En 1999, Wajdi Mouawad créait sa pièce « Littoral » au Théâtre 71 de Malakoff. On peut dire que ce lieu, dirigé par Pierre Ascaride, est le berceau français de cet auteur parmi les plus doués de sa génération. Dix ans plus tard, Wajdi recrée sa mise en scène pour l’intégrer à la trilogie « Le sang des promesses » qu’il a présentée au Festival d’Avignon. Aujourd’hui, il revient avec cette pièce, terminant un cycle. « Littoral » est une grande épopée dans laquelle sont réunis tous les ingrédients théâtraux, style, narration, imaginaire, qui ont créé cette grande histoire d’amour et de passion entre le public et cet auteur. On ne peut réduire le talent de Mouawad uniquement à la partie littéraire, tant la scénographie et l’intensité de l’interprétation des comédiens forment un tout.
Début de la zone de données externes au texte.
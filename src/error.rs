use thiserror::Error;

/// Failures the orchestrator and operators care to tell apart.
#[derive(Error, Debug)]
pub enum ScrapeError {
    #[error("invalid configuration: {0}")]
    Config(String),

    #[error("packing date cell {0} is empty")]
    EmptyPackingDate(String),

    #[error("login was rejected: the login form is still shown after submit")]
    LoginRejected,

    #[error("element not found: {0}")]
    MissingElement(String),

    #[error("HTTP {status}: {body}")]
    Http { status: u16, body: String },

    #[error("unexpected script result: {0}")]
    Script(String),
}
En perdant son père, Wilfrid va apprendre à vivre. Contre l’avis de tous, il décide de partir l’enterrer dans son pays d’origine. De cette contrée lointaine, dévastée par la guerre, il ne connaissait rien. En route, il va croiser d’autres blessés de la vie, retenus à l’existence par un cri de rage, de colère, de châtiment, de rédemption, d’amour. Wajdi Mouawad rappelle la force du passé, de la mémoire collective comme ciment de notre société. C’est la parole qui sauvera le monde et, pour ces jeunes gens, le théâtre. Une grande pièce du répertoire contemporain à ne pas manquer !
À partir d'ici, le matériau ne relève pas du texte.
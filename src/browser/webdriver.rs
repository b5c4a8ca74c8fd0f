use anyhow::{Context, Result};
use async_trait::async_trait;
use fantoccini::elements::Element;
use fantoccini::wd::TimeoutConfiguration;
use fantoccini::{Client, ClientBuilder, Locator};
use serde_json::{json, Map, Value};
use std::time::Duration;
use tracing::{info, warn};

use super::{CardSnapshot, DriverLauncher, PageDriver};
use crate::config::Config;
use crate::error::ScrapeError;

const REMOVE_SCRIPT: &str = "const el = document.querySelector(arguments[0]); \
     if (el) { el.remove(); return true; } return false;";

const SCROLL_SCRIPT: &str = "window.scrollTo(0, document.body.scrollHeight); \
     return document.body.scrollHeight;";

/// Connection settings for a WebDriver endpoint.
pub struct WebDriverLauncher {
    webdriver_url: String,
    headless: bool,
    page_timeout: Duration,
}

impl WebDriverLauncher {
    pub fn from_config(config: &Config) -> Self {
        Self {
            webdriver_url: config.webdriver_url.clone(),
            headless: config.headless,
            page_timeout: config.timings().page_timeout(),
        }
    }
}

#[async_trait]
impl DriverLauncher for WebDriverLauncher {
    type Driver = WebDriverSession;

    async fn launch(&self) -> Result<WebDriverSession> {
        WebDriverSession::connect(&self.webdriver_url, self.headless, self.page_timeout).await
    }
}

/// A live WebDriver session (chromedriver or geckodriver).
pub struct WebDriverSession {
    client: Option<Client>,
}

impl WebDriverSession {
    pub async fn connect(webdriver_url: &str, headless: bool, page_timeout: Duration) -> Result<Self> {
        let mut args = vec!["--window-size=1920,1080", "--disable-gpu"];
        if headless {
            args.push("--headless=new");
        }
        let mut caps = Map::new();
        caps.insert("goog:chromeOptions".to_string(), json!({ "args": args }));

        let client = ClientBuilder::native()
            .capabilities(caps)
            .connect(webdriver_url)
            .await
            .with_context(|| format!("Failed to connect to WebDriver at {}", webdriver_url))?;

        client
            .update_timeouts(TimeoutConfiguration::new(
                Some(page_timeout),
                Some(page_timeout),
                None,
            ))
            .await
            .context("Failed to set WebDriver timeouts")?;

        info!("WebDriver session started at {}", webdriver_url);
        Ok(Self { client: Some(client) })
    }

    fn client(&self) -> Result<&Client> {
        self.client
            .as_ref()
            .context("Browser session already closed")
    }

    async fn first(&self, selector: &str) -> Result<Option<Element>> {
        let mut found = self.client()?.find_all(Locator::Css(selector)).await?;
        Ok(if found.is_empty() { None } else { Some(found.remove(0)) })
    }

    async fn require(&self, selector: &str) -> Result<Element> {
        self.first(selector)
            .await?
            .ok_or_else(|| ScrapeError::MissingElement(selector.to_string()).into())
    }
}

#[async_trait]
impl PageDriver for WebDriverSession {
    async fn goto(&mut self, url: &str) -> Result<()> {
        self.client()?
            .goto(url)
            .await
            .with_context(|| format!("Failed to navigate to {}", url))
    }

    async fn current_url(&mut self) -> Result<String> {
        Ok(self.client()?.current_url().await?.to_string())
    }

    async fn exists(&mut self, selector: &str) -> Result<bool> {
        Ok(self.first(selector).await?.is_some())
    }

    async fn text(&mut self, selector: &str) -> Result<Option<String>> {
        match self.first(selector).await? {
            Some(element) => Ok(Some(element.text().await?)),
            None => Ok(None),
        }
    }

    async fn attr(&mut self, selector: &str, name: &str) -> Result<Option<String>> {
        match self.first(selector).await? {
            Some(element) => Ok(element.attr(name).await?),
            None => Ok(None),
        }
    }

    async fn click(&mut self, selector: &str) -> Result<()> {
        self.require(selector)
            .await?
            .click()
            .await
            .with_context(|| format!("Failed to click {}", selector))
    }

    async fn fill(&mut self, selector: &str, value: &str) -> Result<()> {
        let element = self.require(selector).await?;
        element.clear().await?;
        element
            .send_keys(value)
            .await
            .with_context(|| format!("Failed to fill {}", selector))
    }

    async fn remove(&mut self, selector: &str) -> Result<bool> {
        let removed = self
            .client()?
            .execute(REMOVE_SCRIPT, vec![Value::String(selector.to_string())])
            .await?;
        Ok(removed.as_bool().unwrap_or(false))
    }

    async fn wait_for(&mut self, selector: &str, timeout: Duration) -> Result<bool> {
        match self
            .client()?
            .wait()
            .at_most(timeout)
            .for_element(Locator::Css(selector))
            .await
        {
            Ok(_) => Ok(true),
            Err(e) if e.is_no_such_element() => Ok(false),
            Err(fantoccini::error::CmdError::WaitTimeout) => Ok(false),
            Err(e) => Err(e.into()),
        }
    }

    async fn scroll_to_bottom(&mut self) -> Result<u64> {
        let height = self.client()?.execute(SCROLL_SCRIPT, vec![]).await?;
        height
            .as_u64()
            .or_else(|| height.as_f64().map(|h| h as u64))
            .ok_or_else(|| ScrapeError::Script(format!("page height was {}", height)).into())
    }

    async fn count(&mut self, selector: &str) -> Result<usize> {
        Ok(self.client()?.find_all(Locator::Css(selector)).await?.len())
    }

    async fn card_snapshot(&mut self, card: &str, index: usize, swatch: &str) -> Result<CardSnapshot> {
        let cards = self.client()?.find_all(Locator::Css(card)).await?;
        let element = cards
            .get(index)
            .ok_or_else(|| ScrapeError::MissingElement(format!("{} #{}", card, index)))?;

        let html = element.html(false).await?;
        let swatches = element.find_all(Locator::Css(swatch)).await?;
        let color = match swatches.first() {
            Some(sw) => match sw.css_value("background-color").await {
                Ok(value) => Some(value),
                Err(e) => {
                    warn!("Could not read swatch color of card {}: {}", index, e);
                    None
                }
            },
            None => None,
        };

        Ok(CardSnapshot { html, color })
    }

    async fn settle(&mut self, delay: Duration) {
        tokio::time::sleep(delay).await;
    }

    async fn close(&mut self) -> Result<()> {
        if let Some(client) = self.client.take() {
            info!("Closing browser session");
            client.close().await?;
        }
        Ok(())
    }
}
Marie Plantin, du Pariscope

Wajdi Mouawad n’est plus un inconnu. L’auteur-metteur en scène est même en quelque sorte « une star » désormais, dans un milieu théâtral qui en est plutôt avare. « Une star », le mot est discutable, et Wajdi Mouawad serait le premier à le récuser. Mais quand on voit l’engouement du public à chacune de ses pièces, les salles combles et les spectateurs debout pour l’ovationner, alors c’est ce mot qui vient à l’esprit. Et pourtant, quand Pierre Ascaride, le directeur du Théâtre 71 l’a accueilli pour la première fois dans son théâtre de Malakoff, en 1999, le nom de Wajdi Mouawad n’avait pas encore ce pouvoir exceptionnel de rassemblement. Son statut d’artiste associé au dernier festival d’Avignon a achevé de le porter au sommet. Celui de la reconnaissance critique et de l’appropriation du public. Car Wajdi Mouawad est désormais à tout le monde. Populaire, dans le sens le plus noble du terme. Après avoir présenté la trilogie du « Sang des promesses » dans la cour d’honneur du Palais des Papes, il reprend ici « Littoral », le premier volet. Une pièce de jeunesse qui explose déjà de la fougue verbale qui fait l’identité de l’écriture de Wajdi Mouawad. Une pièce qui respire l’urgence de dire et de jouer. Encore aujourd’hui. Recréé plus de dix ans après, « Littoral » raconte l’histoire d’un jeune homme en quête d’une sépulture pour enterrer son père. En cherchant une tombe, c’est à la rencontre de ses origines qu’il parvient. Une thématique identitaire chère à Wajdi Mouawad puisqu’elle est le ciment de toute son œuvre. Quant à la mise en scène, toute en fluidité, énergie généreuse et économie de moyens, elle est impressionnante d’ingéniosité et de justesse. L’utilisation de la peinture donne des couleurs à la douleur, et la flexibilité à passer d’un registre à l’autre (du dramatique au comique) en une pirouette, permet d’échapper au pathos qui pointe. On est pris dans un mouvement perpétuel qui décrasse les émotions et redonne tout son sens à la valeur cathartique du théâtre. On en sort paradoxalement vivifié.